**What the task asks**
Report every line of the records that contains the word "next".

____ Records for this exercise

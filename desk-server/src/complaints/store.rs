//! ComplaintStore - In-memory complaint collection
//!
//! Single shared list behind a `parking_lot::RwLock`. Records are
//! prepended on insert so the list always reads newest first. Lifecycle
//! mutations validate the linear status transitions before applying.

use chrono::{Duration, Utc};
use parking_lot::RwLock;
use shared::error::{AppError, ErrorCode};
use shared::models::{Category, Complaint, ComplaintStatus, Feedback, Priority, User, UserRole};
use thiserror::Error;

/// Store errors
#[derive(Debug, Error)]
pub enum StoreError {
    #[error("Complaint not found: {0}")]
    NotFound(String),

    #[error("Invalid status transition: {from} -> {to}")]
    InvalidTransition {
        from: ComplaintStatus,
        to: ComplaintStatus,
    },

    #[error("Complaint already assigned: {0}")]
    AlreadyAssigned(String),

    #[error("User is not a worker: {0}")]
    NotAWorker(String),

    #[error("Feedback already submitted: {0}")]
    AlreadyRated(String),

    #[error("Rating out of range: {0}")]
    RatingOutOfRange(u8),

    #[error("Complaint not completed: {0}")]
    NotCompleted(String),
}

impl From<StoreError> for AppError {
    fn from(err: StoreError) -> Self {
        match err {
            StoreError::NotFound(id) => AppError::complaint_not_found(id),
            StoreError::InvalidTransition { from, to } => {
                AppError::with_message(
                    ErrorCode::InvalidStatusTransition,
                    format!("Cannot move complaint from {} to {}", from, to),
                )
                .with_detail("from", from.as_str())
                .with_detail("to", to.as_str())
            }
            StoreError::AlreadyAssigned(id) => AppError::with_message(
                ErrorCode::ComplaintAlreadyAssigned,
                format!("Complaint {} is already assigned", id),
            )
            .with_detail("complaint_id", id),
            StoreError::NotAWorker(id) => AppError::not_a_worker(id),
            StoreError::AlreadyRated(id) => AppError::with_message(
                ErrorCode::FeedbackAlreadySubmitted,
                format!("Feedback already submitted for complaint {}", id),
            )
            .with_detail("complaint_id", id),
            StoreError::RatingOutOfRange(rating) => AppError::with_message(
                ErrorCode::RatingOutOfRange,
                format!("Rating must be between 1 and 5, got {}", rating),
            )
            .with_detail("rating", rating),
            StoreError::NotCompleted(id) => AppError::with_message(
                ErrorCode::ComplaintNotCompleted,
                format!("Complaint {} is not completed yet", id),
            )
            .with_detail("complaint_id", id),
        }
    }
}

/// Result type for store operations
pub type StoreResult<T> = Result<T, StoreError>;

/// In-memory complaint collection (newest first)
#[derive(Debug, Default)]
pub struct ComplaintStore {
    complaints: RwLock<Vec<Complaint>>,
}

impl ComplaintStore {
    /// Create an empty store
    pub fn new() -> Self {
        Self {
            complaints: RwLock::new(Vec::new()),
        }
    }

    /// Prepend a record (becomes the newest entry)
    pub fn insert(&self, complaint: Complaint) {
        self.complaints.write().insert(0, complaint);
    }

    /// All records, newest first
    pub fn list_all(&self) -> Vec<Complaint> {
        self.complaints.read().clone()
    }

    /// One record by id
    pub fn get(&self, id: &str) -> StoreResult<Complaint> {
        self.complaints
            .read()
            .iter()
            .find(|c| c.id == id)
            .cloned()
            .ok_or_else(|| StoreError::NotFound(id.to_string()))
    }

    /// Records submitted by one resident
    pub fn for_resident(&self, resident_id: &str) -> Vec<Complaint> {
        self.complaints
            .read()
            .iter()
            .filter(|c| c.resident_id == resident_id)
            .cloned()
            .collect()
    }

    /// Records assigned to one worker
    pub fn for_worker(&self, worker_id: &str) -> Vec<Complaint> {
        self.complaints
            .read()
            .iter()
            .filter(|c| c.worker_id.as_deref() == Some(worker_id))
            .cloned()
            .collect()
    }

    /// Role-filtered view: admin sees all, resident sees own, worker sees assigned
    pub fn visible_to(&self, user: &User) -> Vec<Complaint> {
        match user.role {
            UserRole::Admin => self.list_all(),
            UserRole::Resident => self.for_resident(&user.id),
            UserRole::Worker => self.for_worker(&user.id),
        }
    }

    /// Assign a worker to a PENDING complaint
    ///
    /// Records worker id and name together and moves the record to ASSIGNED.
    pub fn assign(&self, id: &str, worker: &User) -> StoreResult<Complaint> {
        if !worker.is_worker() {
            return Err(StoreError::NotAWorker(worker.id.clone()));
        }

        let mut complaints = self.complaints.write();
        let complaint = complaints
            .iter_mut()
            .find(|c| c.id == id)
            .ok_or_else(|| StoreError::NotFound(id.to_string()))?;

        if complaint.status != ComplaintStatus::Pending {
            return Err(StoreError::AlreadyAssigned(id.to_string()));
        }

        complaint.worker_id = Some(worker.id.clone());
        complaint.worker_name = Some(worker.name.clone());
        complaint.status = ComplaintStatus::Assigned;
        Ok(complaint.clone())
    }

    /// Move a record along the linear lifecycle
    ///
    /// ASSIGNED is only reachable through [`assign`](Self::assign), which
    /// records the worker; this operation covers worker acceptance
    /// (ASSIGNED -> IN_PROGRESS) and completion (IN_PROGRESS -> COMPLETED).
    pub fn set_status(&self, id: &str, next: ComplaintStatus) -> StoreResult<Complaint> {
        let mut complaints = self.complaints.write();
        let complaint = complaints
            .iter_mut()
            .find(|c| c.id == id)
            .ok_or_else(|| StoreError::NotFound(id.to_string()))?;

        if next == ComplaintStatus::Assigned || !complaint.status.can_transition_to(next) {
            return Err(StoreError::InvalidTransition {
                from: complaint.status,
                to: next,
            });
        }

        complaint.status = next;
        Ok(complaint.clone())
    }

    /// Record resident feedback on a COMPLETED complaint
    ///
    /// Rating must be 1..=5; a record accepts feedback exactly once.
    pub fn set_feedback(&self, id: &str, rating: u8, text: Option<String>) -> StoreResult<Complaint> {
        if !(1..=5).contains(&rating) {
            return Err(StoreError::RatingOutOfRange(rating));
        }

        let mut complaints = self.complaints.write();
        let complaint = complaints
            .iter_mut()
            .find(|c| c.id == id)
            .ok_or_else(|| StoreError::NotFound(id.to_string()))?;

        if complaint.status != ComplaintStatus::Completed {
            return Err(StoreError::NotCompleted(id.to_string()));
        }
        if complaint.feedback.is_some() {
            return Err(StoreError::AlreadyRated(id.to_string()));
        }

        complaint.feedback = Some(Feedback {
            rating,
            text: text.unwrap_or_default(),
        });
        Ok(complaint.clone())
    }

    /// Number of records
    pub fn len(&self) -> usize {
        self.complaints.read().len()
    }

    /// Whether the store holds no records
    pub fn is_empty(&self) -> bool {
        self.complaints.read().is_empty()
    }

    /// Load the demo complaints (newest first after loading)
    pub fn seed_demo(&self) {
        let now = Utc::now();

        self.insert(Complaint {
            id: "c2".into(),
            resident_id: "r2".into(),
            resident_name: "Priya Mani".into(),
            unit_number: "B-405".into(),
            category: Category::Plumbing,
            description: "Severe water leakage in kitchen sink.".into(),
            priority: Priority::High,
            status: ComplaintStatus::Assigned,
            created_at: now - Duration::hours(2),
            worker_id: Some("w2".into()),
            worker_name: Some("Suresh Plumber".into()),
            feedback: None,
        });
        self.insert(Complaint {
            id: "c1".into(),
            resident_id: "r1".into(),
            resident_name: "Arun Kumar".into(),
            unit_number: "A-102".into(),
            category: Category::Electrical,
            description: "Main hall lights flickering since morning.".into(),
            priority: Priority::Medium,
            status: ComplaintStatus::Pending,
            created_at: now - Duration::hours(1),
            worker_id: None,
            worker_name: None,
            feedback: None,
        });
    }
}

________
____ Records for this exercise

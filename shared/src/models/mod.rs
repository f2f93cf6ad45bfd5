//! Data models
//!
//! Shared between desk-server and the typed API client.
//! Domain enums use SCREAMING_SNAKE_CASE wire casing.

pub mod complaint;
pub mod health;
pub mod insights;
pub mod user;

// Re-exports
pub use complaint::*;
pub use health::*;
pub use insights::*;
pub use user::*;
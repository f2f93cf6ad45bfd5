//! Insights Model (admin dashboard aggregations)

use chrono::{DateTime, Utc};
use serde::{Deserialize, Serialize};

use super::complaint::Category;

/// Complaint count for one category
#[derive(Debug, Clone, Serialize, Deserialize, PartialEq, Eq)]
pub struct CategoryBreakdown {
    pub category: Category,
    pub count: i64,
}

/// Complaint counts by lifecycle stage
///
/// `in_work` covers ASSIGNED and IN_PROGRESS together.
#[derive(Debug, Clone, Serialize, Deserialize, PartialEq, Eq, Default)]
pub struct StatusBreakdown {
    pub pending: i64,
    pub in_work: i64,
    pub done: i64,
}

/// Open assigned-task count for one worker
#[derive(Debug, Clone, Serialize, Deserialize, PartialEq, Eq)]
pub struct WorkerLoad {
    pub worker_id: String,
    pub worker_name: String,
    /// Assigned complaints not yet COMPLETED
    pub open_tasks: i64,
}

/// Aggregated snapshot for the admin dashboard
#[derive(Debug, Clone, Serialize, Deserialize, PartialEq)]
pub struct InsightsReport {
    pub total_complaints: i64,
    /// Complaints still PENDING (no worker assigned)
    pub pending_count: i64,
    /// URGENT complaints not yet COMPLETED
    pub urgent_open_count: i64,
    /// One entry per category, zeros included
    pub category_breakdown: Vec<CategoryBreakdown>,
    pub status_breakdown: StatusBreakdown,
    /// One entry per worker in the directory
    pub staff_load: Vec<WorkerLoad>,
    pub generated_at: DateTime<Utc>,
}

________

**Task result**
    pub fn set_status(&self, id: &str, next: ComplaintStatus) -> StoreResult<Complaint> {
        if next == ComplaintStatus::Assigned || !complaint.status.can_transition_to(next) {
                to: next,
        complaint.status = next;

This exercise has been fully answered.